Stored items:
════════════════════
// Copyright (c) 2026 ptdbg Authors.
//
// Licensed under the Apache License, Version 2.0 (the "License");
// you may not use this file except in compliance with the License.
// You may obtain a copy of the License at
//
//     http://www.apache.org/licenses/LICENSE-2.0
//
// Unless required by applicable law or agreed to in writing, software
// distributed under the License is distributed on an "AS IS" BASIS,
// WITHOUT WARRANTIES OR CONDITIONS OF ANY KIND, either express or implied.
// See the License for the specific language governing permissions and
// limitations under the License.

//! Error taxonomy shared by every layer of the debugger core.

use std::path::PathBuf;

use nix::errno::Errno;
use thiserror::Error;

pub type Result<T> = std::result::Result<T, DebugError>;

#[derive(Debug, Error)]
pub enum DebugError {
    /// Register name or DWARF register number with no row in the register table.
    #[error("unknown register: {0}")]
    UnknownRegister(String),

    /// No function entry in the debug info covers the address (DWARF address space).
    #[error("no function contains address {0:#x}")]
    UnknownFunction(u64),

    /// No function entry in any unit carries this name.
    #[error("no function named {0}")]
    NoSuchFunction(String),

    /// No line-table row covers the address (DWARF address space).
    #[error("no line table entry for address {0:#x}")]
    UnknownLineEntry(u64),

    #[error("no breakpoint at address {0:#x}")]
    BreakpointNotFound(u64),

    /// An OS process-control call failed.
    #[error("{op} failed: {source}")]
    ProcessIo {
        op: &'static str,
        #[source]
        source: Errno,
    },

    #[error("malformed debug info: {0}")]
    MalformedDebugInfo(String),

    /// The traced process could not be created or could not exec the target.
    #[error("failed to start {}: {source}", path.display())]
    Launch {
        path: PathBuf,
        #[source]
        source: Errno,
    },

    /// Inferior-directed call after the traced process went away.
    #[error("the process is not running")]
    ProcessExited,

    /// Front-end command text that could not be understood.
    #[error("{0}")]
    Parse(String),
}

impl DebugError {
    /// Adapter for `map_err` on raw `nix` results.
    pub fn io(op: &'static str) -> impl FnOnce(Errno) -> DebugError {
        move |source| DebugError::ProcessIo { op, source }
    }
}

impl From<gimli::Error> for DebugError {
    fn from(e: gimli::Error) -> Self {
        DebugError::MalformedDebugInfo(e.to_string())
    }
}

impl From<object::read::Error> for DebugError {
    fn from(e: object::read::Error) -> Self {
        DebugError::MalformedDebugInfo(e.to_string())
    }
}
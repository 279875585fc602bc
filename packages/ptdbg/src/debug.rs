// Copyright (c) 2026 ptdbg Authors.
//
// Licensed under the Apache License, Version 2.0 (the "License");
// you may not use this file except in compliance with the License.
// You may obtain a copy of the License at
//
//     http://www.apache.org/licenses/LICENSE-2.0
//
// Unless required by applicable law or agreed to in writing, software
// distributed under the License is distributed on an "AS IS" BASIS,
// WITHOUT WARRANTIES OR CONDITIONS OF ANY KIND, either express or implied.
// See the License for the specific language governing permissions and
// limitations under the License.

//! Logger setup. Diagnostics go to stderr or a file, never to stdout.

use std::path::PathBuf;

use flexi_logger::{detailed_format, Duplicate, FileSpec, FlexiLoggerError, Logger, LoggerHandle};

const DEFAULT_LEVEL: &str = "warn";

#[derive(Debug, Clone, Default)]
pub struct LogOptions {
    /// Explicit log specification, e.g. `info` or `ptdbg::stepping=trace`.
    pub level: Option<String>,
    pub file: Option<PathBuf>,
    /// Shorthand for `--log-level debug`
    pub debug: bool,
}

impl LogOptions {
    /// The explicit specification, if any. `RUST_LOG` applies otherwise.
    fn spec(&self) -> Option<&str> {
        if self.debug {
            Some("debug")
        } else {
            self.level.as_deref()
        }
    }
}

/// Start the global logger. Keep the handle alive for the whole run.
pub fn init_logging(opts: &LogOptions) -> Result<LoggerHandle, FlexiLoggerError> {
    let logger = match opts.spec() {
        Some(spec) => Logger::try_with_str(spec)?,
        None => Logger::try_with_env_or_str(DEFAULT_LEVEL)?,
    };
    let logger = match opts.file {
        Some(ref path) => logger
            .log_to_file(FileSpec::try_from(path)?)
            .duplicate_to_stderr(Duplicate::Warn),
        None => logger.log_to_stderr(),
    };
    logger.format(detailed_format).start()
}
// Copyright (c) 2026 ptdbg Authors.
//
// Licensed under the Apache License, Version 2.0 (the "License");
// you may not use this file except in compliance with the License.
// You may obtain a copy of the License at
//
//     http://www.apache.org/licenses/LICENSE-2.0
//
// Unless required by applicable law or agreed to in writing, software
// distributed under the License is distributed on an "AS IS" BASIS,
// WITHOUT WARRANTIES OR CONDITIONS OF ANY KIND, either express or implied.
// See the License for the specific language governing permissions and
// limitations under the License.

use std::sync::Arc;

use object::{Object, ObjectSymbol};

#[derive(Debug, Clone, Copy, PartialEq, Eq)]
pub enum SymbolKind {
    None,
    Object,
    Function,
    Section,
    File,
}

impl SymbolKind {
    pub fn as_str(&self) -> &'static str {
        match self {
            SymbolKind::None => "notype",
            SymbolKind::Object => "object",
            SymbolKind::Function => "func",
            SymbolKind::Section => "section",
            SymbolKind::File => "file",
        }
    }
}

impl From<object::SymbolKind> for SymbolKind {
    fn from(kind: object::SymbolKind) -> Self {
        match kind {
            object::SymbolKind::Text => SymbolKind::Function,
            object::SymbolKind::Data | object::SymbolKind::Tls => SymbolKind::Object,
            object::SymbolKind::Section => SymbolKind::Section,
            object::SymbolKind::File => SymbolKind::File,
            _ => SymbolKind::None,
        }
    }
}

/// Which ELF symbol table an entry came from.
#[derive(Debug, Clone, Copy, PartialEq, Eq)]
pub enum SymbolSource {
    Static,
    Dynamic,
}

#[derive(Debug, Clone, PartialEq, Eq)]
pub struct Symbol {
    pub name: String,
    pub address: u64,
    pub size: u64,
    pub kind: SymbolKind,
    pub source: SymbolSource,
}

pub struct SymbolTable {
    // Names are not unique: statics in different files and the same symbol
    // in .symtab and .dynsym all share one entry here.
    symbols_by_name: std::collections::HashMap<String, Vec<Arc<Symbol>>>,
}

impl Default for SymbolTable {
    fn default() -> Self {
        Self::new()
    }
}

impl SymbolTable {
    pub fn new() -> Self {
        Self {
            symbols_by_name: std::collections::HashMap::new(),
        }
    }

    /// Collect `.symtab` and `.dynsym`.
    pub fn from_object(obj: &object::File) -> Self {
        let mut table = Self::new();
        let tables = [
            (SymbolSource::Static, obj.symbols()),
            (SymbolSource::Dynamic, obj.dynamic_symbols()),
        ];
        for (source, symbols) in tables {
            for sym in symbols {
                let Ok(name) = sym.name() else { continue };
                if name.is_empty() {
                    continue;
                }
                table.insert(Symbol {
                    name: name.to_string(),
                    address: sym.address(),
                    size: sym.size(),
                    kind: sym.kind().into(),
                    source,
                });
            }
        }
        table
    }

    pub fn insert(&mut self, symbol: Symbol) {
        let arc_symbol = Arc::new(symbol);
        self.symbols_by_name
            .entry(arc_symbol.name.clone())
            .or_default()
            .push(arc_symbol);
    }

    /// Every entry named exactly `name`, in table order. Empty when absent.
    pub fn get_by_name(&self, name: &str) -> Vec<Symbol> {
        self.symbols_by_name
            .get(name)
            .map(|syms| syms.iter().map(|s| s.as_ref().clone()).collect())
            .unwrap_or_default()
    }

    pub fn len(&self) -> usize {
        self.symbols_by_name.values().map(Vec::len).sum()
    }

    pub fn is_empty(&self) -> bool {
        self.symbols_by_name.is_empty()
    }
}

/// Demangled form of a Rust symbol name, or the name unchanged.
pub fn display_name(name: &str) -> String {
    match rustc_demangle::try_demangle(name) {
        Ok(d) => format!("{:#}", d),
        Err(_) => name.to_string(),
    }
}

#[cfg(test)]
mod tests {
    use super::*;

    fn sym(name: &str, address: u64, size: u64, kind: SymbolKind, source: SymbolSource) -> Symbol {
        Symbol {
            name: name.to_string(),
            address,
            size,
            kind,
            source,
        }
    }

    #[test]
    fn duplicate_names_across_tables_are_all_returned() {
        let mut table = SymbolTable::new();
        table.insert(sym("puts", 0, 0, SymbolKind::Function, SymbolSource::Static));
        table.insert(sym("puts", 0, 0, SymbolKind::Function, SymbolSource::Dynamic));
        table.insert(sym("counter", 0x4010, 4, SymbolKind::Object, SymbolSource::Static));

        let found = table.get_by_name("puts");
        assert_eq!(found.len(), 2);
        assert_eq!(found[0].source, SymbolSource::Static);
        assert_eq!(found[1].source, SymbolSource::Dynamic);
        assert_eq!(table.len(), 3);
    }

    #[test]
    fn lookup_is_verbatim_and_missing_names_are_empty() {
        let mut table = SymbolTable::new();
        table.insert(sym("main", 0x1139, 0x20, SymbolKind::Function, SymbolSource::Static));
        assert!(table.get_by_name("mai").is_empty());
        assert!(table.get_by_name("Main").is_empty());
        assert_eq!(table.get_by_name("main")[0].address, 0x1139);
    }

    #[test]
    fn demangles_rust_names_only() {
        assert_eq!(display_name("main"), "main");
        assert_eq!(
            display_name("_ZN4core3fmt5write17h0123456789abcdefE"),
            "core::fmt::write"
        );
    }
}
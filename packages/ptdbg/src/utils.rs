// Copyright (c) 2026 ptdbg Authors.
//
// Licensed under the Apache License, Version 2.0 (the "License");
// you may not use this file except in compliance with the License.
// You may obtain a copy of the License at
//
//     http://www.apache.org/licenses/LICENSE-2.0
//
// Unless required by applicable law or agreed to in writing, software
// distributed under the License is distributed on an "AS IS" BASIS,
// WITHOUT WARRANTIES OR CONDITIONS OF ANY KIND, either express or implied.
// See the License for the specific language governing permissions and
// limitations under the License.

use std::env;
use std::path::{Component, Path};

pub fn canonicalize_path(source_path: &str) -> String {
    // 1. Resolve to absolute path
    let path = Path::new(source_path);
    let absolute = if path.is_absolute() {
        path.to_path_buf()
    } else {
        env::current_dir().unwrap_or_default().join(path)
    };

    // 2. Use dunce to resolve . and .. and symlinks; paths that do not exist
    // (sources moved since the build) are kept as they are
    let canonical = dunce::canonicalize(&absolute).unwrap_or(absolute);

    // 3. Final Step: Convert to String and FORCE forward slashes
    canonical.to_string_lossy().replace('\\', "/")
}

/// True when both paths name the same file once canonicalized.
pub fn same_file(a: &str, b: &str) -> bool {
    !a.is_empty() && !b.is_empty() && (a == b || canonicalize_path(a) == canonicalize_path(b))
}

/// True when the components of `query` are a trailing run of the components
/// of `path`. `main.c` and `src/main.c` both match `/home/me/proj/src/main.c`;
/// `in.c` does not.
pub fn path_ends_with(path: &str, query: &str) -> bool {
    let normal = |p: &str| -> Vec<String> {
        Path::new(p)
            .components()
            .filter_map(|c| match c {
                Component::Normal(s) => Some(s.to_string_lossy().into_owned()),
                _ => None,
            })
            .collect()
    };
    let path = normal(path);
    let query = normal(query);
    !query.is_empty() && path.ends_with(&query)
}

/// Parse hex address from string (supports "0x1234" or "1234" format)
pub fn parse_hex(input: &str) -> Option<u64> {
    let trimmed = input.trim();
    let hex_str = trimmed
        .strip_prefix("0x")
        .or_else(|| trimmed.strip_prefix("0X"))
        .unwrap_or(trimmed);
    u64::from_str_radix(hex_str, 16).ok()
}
════════════════════
> [Problem] Copy every line from the records that holds the string "input".

> [Response area]
pub fn parse_hex(input: &str) -> Option<u64> {
    let trimmed = input.trim();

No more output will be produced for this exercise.